With Ten-Koh 2 now confirmed weak (see news section below) and the Okuyama Lab actively requesting reception reports, our SatNOGS station is a direct way to contribute. Schedule an observation on Ten-Koh 2 (NORAD #68261) and upload the waterfall — even a null result is useful data for the team. Use the catalog number until the official NORAD designation is fully confirmed.
👉 Check out our observations: network.satnogs.org/stations/223
FO-29 Full Sunlight Season — SSB/CW Only, No Digital
Fuji-OSCAR 29 is enjoying its full-sunlight season and the transponder is active continuously on illuminated passes. The inverting transponder: uplink LSB 145.900–146.000 MHz, downlink USB 435.800–435.900 MHz; CW beacon 435.795 MHz.
Ten-Koh 2 Signal Update — Weaker Than Expected
Ten-Koh 2 (NORAD #68261), the 6U CubeSat with a V/U linear transponder from Japan’s Nihon University, remains operational but weak. The Okuyama Lab reports that the signal is currently below expectations — only a very weak CW signal on 435.860 MHz is being detected so far.
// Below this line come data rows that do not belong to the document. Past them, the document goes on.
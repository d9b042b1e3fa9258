use color_eyre::Result;
use crossterm::event::{Event as CrosstermEvent, KeyCode, KeyEvent, KeyModifiers};
use ratatui::{
    Frame,
    layout::Rect,
    style::{Color, Modifier, Style},
    text::{Line, Span},
    widgets::{Block, Borders, Paragraph, Wrap},
};
use tui_input::{Input, backend::crossterm::EventHandler};

use crate::{
    action::Action,
    components::Component,
    domain::forms::{
        FieldValidator, FormField, FormFieldKind, FormSchema, FormState, SelectOption,
        SubmitDecision, Validity,
    },
    tui::EventResponse,
};

/// Interactive multi-field form.
///
/// Responsibilities:
/// - Focus management (Tab / arrows); leaving a field counts as blur
/// - Editing: the focused text field receives typed keys directly,
///   selects cycle with Left / Right
/// - Dispatching blur / input / submit to the `FieldValidator`
///
/// Ctrl- and function-key combinations are left to the owning page.
pub struct FormView {
    schema: FormSchema,
    state: FormState,
    validator: FieldValidator,
    focused: usize,
    input: Input,
}

impl FormView {
    pub fn new(schema: FormSchema, validator: FieldValidator) -> Self {
        let mut view = Self {
            schema,
            state: FormState::default(),
            validator,
            focused: 0,
            input: Input::default(),
        };
        view.sync_input();
        view
    }

    pub fn schema(&self) -> &FormSchema {
        &self.schema
    }

    pub fn state(&self) -> &FormState {
        &self.state
    }

    pub fn focused_key(&self) -> Option<&str> {
        self.current_field().map(|f| f.key.as_str())
    }

    /// Swap the schema (e.g. fresh select options) and keep entered values.
    pub fn set_schema(&mut self, schema: FormSchema) {
        self.schema = schema;
        self.focused = self.focused.min(self.schema.field_count().saturating_sub(1));
        self.sync_input();
    }

    pub fn set_value(&mut self, key: &str, value: &str) {
        self.validator.on_input(&mut self.state, key, value);
        self.sync_input();
    }

    /// Option currently chosen in a select field.
    pub fn selected_option(&self, key: &str) -> Option<&SelectOption> {
        let field = self.schema.field_by_key(key)?;
        let value = self.state.get_value(key).unwrap_or("");
        field.options().iter().find(|o| o.value == value)
    }

    /// Run the submit checks. Returns the fields to post when allowed.
    pub fn submit(&mut self) -> Option<Vec<(String, String)>> {
        match self.validator.submit(&self.schema, &mut self.state) {
            SubmitDecision::Proceed => Some(
                self.state
                    .ordered_values(self.schema.fields.iter().map(|f| f.key.as_str())),
            ),
            SubmitDecision::Blocked(outcome) => {
                if let Some(idx) = outcome
                    .first_invalid
                    .as_deref()
                    .and_then(|k| self.schema.position(k))
                {
                    self.focused = idx;
                    self.sync_input();
                }
                None
            }
            SubmitDecision::Ignored => None,
        }
    }

    /// Server answered. `rejection` is shown above the submit control.
    pub fn finish(&mut self, rejection: Option<String>) {
        self.validator.finish(&mut self.state, rejection);
    }

    /// Empty the form after an accepted submission.
    pub fn reset(&mut self) {
        self.state = FormState::default();
        self.focused = 0;
        self.sync_input();
    }

    fn current_field(&self) -> Option<&FormField> {
        self.schema.fields.get(self.focused)
    }

    fn sync_input(&mut self) {
        let value = self
            .current_field()
            .map(|f| self.state.get_value(&f.key).unwrap_or("").to_string())
            .unwrap_or_default();
        self.input = Input::new(value);
    }

    fn focus_to(&mut self, idx: usize) {
        if let Some(key) = self.focused_key().map(str::to_string) {
            self.validator.on_blur(&mut self.state, &key);
        }
        self.focused = idx;
        self.sync_input();
    }

    fn focus_next(&mut self) {
        let total = self.schema.field_count();
        if total == 0 {
            return;
        }
        self.focus_to((self.focused + 1) % total);
    }

    fn focus_prev(&mut self) {
        let total = self.schema.field_count();
        if total == 0 {
            return;
        }
        self.focus_to((self.focused + total - 1) % total);
    }

    fn cycle_select(&mut self, dir: i32) {
        let Some(field) = self.current_field() else {
            return;
        };
        let options = field.options();
        if options.is_empty() {
            return;
        }
        let key = field.key.clone();
        let current = self.state.get_value(&key).unwrap_or("");
        let idx = options.iter().position(|o| o.value == current).unwrap_or(0) as i32;
        let next = (idx + dir).rem_euclid(options.len() as i32) as usize;
        let value = options[next].value.clone();
        self.validator.on_input(&mut self.state, &key, &value);
    }

    fn display_value(&self, field: &FormField) -> String {
        match &field.kind {
            FormFieldKind::Select { .. } => self
                .selected_option(&field.key)
                .map(|o| o.label.clone())
                .unwrap_or_else(|| SelectOption::PLACEHOLDER.to_string()),
            _ => self.state.get_value(&field.key).unwrap_or("").to_string(),
        }
    }

    fn field_lines(&self, idx: usize, field: &FormField) -> Vec<Line<'static>> {
        let focused = idx == self.focused;
        let required = self.validator.required.contains(&field.key);
        let mut lines = Vec::new();

        let marker = if focused { "▶ " } else { "  " };
        let mut label = vec![
            Span::styled(marker, Style::default().fg(Color::Cyan)),
            Span::styled(
                field.label.clone(),
                Style::default().add_modifier(Modifier::BOLD),
            ),
        ];
        if required {
            label.push(Span::styled(" *", Style::default().fg(Color::Red)));
        }
        lines.push(Line::from(label));

        let (mark, color) = match self.state.annotation(&field.key) {
            Some(Validity::Valid) => ("✓", Color::Green),
            Some(Validity::Invalid(_)) => ("✗", Color::Red),
            None => (" ", Color::Gray),
        };
        let value = if focused && field.is_textual() {
            let (head, tail) = split_at_char(self.input.value(), self.input.cursor());
            format!("{head}▏{tail}")
        } else if focused {
            format!("◀ {} ▶", self.display_value(field))
        } else {
            self.display_value(field)
        };
        lines.push(Line::from(vec![
            Span::raw("    "),
            Span::styled(format!("[{mark}] "), Style::default().fg(color)),
            Span::styled(
                value,
                if focused {
                    Style::default().fg(Color::Yellow)
                } else {
                    Style::default()
                },
            ),
        ]));

        if let Some(msg) = self.state.error(&field.key) {
            lines.push(Line::from(Span::styled(
                format!("    {msg}"),
                Style::default().fg(Color::Red),
            )));
        } else if let Some(help) = &field.help {
            lines.push(Line::from(Span::styled(
                format!("    {help}"),
                Style::default().fg(Color::DarkGray),
            )));
        }
        lines.push(Line::raw(""));
        lines
    }
}

fn split_at_char(s: &str, cursor: usize) -> (&str, &str) {
    let byte = s
        .char_indices()
        .nth(cursor)
        .map(|(i, _)| i)
        .unwrap_or(s.len());
    s.split_at(byte)
}

impl Component for FormView {
    fn name(&self) -> &str {
        "form"
    }

    fn handle_key_events(&mut self, key: KeyEvent) -> Result<Option<EventResponse<Action>>> {
        if key.modifiers.contains(KeyModifiers::CONTROL) || matches!(key.code, KeyCode::F(_)) {
            return Ok(None);
        }
        match key.code {
            KeyCode::Tab | KeyCode::Down => self.focus_next(),
            KeyCode::BackTab | KeyCode::Up => self.focus_prev(),
            KeyCode::Enter => self.focus_next(),
            _ => {
                let Some(field) = self.current_field() else {
                    return Ok(None);
                };
                if field.is_textual() {
                    let key_name = field.key.clone();
                    if let Some(change) = self.input.handle_event(&CrosstermEvent::Key(key)) {
                        if change.value {
                            let value = self.input.value().to_string();
                            self.validator.on_input(&mut self.state, &key_name, &value);
                        }
                    }
                } else {
                    match key.code {
                        KeyCode::Left => self.cycle_select(-1),
                        KeyCode::Right | KeyCode::Char(' ') => self.cycle_select(1),
                        _ => return Ok(None),
                    }
                }
            }
        }
        Ok(Some(EventResponse::Stop(Action::Update)))
    }

    fn draw(&mut self, f: &mut Frame<'_>, area: Rect) -> Result<()> {
        let mut lines: Vec<Line> = Vec::new();

        if let Some(desc) = &self.schema.description {
            lines.push(Line::from(Span::styled(
                desc.clone(),
                Style::default().fg(Color::Gray),
            )));
            lines.push(Line::raw(""));
        }

        for (idx, field) in self.schema.fields.iter().enumerate() {
            lines.extend(self.field_lines(idx, field));
        }

        for err in &self.state.global_errors {
            lines.push(Line::from(Span::styled(
                err.clone(),
                Style::default().fg(Color::Red).add_modifier(Modifier::BOLD),
            )));
        }

        let submit = if self.state.is_submitting() {
            Span::styled(
                format!("⟳ {}", self.schema.busy_label),
                Style::default().fg(Color::DarkGray),
            )
        } else {
            Span::styled(
                "[ Ctrl+S Submit ]",
                Style::default().fg(Color::Black).bg(Color::Green),
            )
        };
        lines.push(Line::from(submit));

        let block = Block::default()
            .borders(Borders::ALL)
            .title(format!(" {} ", self.schema.title));
        f.render_widget(
            Paragraph::new(lines).block(block).wrap(Wrap { trim: false }),
            area,
        );
        Ok(())
    }
}

#[cfg(test)]
mod tests {
    use super::*;
    use crate::domain::forms::{AgeGate, catalog};
    use pretty_assertions::assert_eq;

    fn key(code: KeyCode) -> KeyEvent {
        KeyEvent::new(code, KeyModifiers::NONE)
    }

    fn type_text(view: &mut FormView, text: &str) {
        for c in text.chars() {
            view.handle_key_events(key(KeyCode::Char(c))).unwrap();
        }
    }

    fn signup_view() -> FormView {
        let validator =
            FieldValidator::new(catalog::signup_required()).with_age_gate(AgeGate::default());
        FormView::new(catalog::signup_form(&[]), validator)
    }

    #[test]
    fn typing_edits_focused_field_and_blur_marks_valid() {
        let mut view = signup_view();
        type_text(&mut view, "Ada");
        assert_eq!(view.state().get_value("name"), Some("Ada"));
        assert!(view.state().annotation("name").is_none());

        view.handle_key_events(key(KeyCode::Tab)).unwrap();
        assert!(view.state().is_valid("name"));
        assert_eq!(view.focused_key(), Some("age"));
    }

    #[test]
    fn age_feedback_is_live() {
        let mut view = signup_view();
        view.handle_key_events(key(KeyCode::Tab)).unwrap();
        type_text(&mut view, "17");
        assert!(view.state().is_invalid("age"));
        view.handle_key_events(key(KeyCode::Backspace)).unwrap();
        type_text(&mut view, "8");
        assert!(view.state().is_valid("age"));
    }

    #[test]
    fn blocked_submit_focuses_first_invalid() {
        let mut view = signup_view();
        type_text(&mut view, "Ada");
        assert!(view.submit().is_none());
        assert_eq!(view.focused_key(), Some("age"));
        assert_eq!(view.state().error("age"), Some("Age is required."));
    }

    #[test]
    fn control_keys_are_left_to_the_page() {
        let mut view = signup_view();
        let ctrl_s = KeyEvent::new(KeyCode::Char('s'), KeyModifiers::CONTROL);
        assert!(view.handle_key_events(ctrl_s).unwrap().is_none());
        assert_eq!(view.state().get_value("name"), None);
    }

    #[test]
    fn allowed_submit_returns_fields_in_order() {
        let mut view = signup_view();
        view.set_value("name", "Ada");
        view.set_value("age", "30");
        view.set_value("expertise", "First aid");
        view.set_value("opportunity", "4");
        let fields = view.submit().expect("valid form");
        let keys: Vec<&str> = fields.iter().map(|(k, _)| k.as_str()).collect();
        assert_eq!(keys, ["name", "age", "expertise", "opportunity"]);
        assert!(view.state().is_submitting());
        assert!(view.submit().is_none());

        view.finish(None);
        view.reset();
        assert!(view.state().values.is_empty());
    }

    #[test]
    fn splits_at_char_boundary() {
        assert_eq!(split_at_char("äbc", 1), ("ä", "bc"));
        assert_eq!(split_at_char("ab", 5), ("ab", ""));
    }
}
The transponder (uplink LSB 145.895–145.935 MHz, downlink USB 435.875–435.915 MHz) has not yet been reliably confirmed in operation.
The team is actively requesting SatNOGS reception reports to help diagnose the situation. Early operations are scheduled two days per week — watch AMSAT and JAMSAT for the schedule. This is a great opportunity for W2MMD SatNOGS Station #223 to contribute.
CatSat — Request Transponder Activation
The University of Arizona’s CatSat satellite carries a 10 GHz beacon and a C/X transponder (5.663 GHz uplink / 10.47 GHz downlink), but the beacon isn’t always on. The team has set up a web request form so operators can ask for activation. Once submitted, you can check the scheduled availability on their calendar. Links:
Request form: CatSat Activation Request
Calendar: catsat.arizona.edu/calendar
AMSAT-NA TLE Distribution Changes
ANS-081 notes upcoming changes to how AMSAT distributes TLE (Two-Line Element) data. Details were listed in the bulletin. If your tracking software pulls TLEs from AMSAT servers, watch for announcements on the amsat.org news feed and update your source URLs as needed. Space-Track.org and Celestrak remain reliable fallback sources.
ISS Solar Array Prep
Astronauts aboard the ISS completed preparations this week for installation of a new solar array. While this activity doesn’t directly affect ham radio operations, it contributes to the overall power budget that keeps ISS amateur radio equipment running. The Progress vehicle activities (causing the March 24 Columbus radio outage) are related to ongoing station support operations.
SpaceX Orbital Data Centers — Astronomer Concerns
A SpaceX plan for up to 1 million orbital data centers is raising serious concerns in the astronomy community. The proposed 100-meter-long structures would remain sunlit even at midnight and could severely impair ground-based observatories including the Vera Rubin Observatory and the Extremely Large Telescope. Frequent re-entries would also add to atmospheric pollution. This is a broader space-use policy issue worth tracking for anyone interested in the future of LEO satellite operations and radio frequency environment.